La parution du nouveau Livre blanc sur la Défense l'année dernière a été accompagnée par l'annonce d'une vaste restructuration des forces armées françaises, amenant in fine la suppression de 54 000 postes, ainsi que la dissolution ou le transfert géographique de nombreuses unités. Cela peut paraître étonnant, dans la mesure où les missions assignées à la Défense Nationale ne semblent pas si différentes de celles prévues par le précédent Livre blanc, datant de 1994. Ces missions sont le renseignement, la prévention, la dissuasion, la protection et l'intervention. Tout cela est fort compatible avec le modèle envisagé lors de la professionnalisation des armées françaises. Comme à l'époque, l'accent est mis sur la menace de chocs asymétriques, demandant plus d'expertise de la part des militaires, tout en ne négligeant pas la possibilité de conflits entre Etats. Surtout, le nouveau Livre blanc ne minimise en aucune façon l'évolution des menaces dans la dernière quinzaines d'années. Elles sont reconnues comme plus importantes, les situations dangereuses se multipliant. Faut-il vraiment alors diminuer les effectifs des armées françaises ?

Ce n'est pas l'idée qui s'impose tout au long de la lecture de l'ouvrage. L'accent mis sur le besoin stratégique de six sous-marins d'attaques et de quatre sous-marins lanceurs d'engins (ce qui correspond à l'équipement français actuel) laisse au moins présager la reconduction des forces présentes. La logique des diminutions d'effectifs se comprend mieux avec le chapitre consacré à l'effort financier. Il apparaît que les lois de programmations militaires de 1997 à 2003 et de 2003 à 2008 n'ont pas été suivies du financement prévu. Dans la première période, c'est au final 13 milliards d'euros qui ont manqué, par choix budgétaires effectués par le gouvernement de l'époque. Dans la deuxième, les crédits ont été nettement réévalués, mais un milliard d'euro manquait tout de même au bout du compte. A cela s'ajoutait une sous-estimation régulière des besoins de fonds, ainsi que le financement nécessaire d'opérations extérieures (Kosovo, Afghanistan, Côte d'Ivoire...).
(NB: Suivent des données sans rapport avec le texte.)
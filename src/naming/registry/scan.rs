use tracing::{debug, trace};

use super::Registry;
use crate::naming::{NamingError, SetNameError};

impl<T: ?Sized + 'static> Registry<T> {
    /// Looks through the registry's [`Bindings`](crate::naming::Bindings) for names of unnamed
    /// and avid instances, returning the number of instances that are still unnamed afterwards.
    ///
    /// Scopes and their bindings are visited in declaration order, skipping the scopes excluded
    /// by the registry's configuration and bindings whose target has been dropped. When a binding
    /// points at an instance being looked for:
    /// - An avid instance loses its avidity and takes the name, evicting any current holder. The
    ///   evicted instance is looked for again in the remaining bindings.
    /// - Any other instance is named as if by [`set_name`](Registry::set_name).
    ///
    /// Bindings whose name is rejected by the `on_name_assign` hook or doesn't satisfy the name
    /// format are passed over.
    ///
    /// # Errors
    /// If a non-avid instance is bound to a name held by another instance, the scan stops with
    /// [`NamingError::NameTaken`]. Names assigned before that point are kept.
    pub fn scan(&self) -> Result<usize, NamingError> {
        let mut todo = self.store_mut().todo();
        if todo.is_empty() {
            return Ok(0);
        }

        trace!(registry = %self.label(), pending = todo.len(), "scanning bindings");

        for visit in self.bindings().snapshot(self.skipped()) {
            if todo.is_empty() {
                break;
            }

            let Some(id) = visit.target else {
                trace!(scope = %visit.scope, name = %visit.name, "skipping stale binding");
                continue;
            };

            if !todo.contains(&id) {
                continue;
            }

            let Some((instance, avid)) = self.live(id) else {
                todo.shift_remove(&id);
                continue;
            };

            if avid {
                self.store_mut().set_avid(id, false);
            }

            match self.assign(id, &instance, &visit.name, avid) {
                Ok(evicted) => {
                    trace!(scope = %visit.scope, name = %visit.name, instance = %id, avid, "bound");
                    todo.shift_remove(&id);
                    // Bindings later in the sweep may still name the evicted instance.
                    if let Some(evicted) = evicted {
                        todo.insert(evicted);
                    }
                },
                Err(SetNameError::NotFound(_)) => {
                    todo.shift_remove(&id);
                },
                Err(SetNameError::Naming(e)) if e.is_name_taken() => return Err(e),
                Err(SetNameError::Naming(e)) => {
                    debug!(scope = %visit.scope, name = %visit.name, error = %e, "binding passed over");
                    if avid {
                        self.store_mut().set_avid(id, true);
                    }
                },
            }
        }

        let remaining = todo.len();
        debug!(registry = %self.label(), remaining, "scan finished");
        Ok(remaining)
    }
}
Dans le cadre de la politique de sécurité prévue sur le territoire français, 6 500 postes de gendarmes ont également été créés, ce qui n'avait pas été prévu.

Tous ces soucis budgétaires ont poussé à des sacrifices en matières de dépenses d'entretien et d'équipements. Des échos ont appris au grand public que le matériel militaire était parfois en très mauvais état, en laissant une portion congrue d'opérationnel pour les entrainements (les opérations extérieures étant correctement dotées). En outre, la lutte contre les déficits budgétaires n'épargne pas le ministère de la Défense, et pousse à une augmentation assez modérée en valeur de ses dépenses, même si elles ne diminuent pas.

La restructuration doit en fait être suivie d'une augmentation nette du budget de la Défense, ne serait-ce que pour pouvoir l'effectuer. Les crédits d'équipement devraient donc en être les grands gagnants. Les économies réalisées par la suite permettront ensuite de les maintenir, malgré la quasi-stabilisation du budget global. Celui ne devrait pas augmenter autant que la croissance française, d'où un niveau estimé à 2 % du PIB en 2020, contre 2,3 % à l'heure actuelle. Et avec cela, la question du deuxième porte avions n'est pas tranchée, le coût important faisant oublier la véritable nécessité stratégique. S'il est souhaitable que les armées françaises soient correctement équipées, et si l'on ne peut éloigner d'un revers de main la question de la maîtrise des dépenses publiques, la circonspection pointe tout de même vis-à-vis du choix de la diminution du nombre de militaire alors que la France et l'Europe font face à de si grands dangers.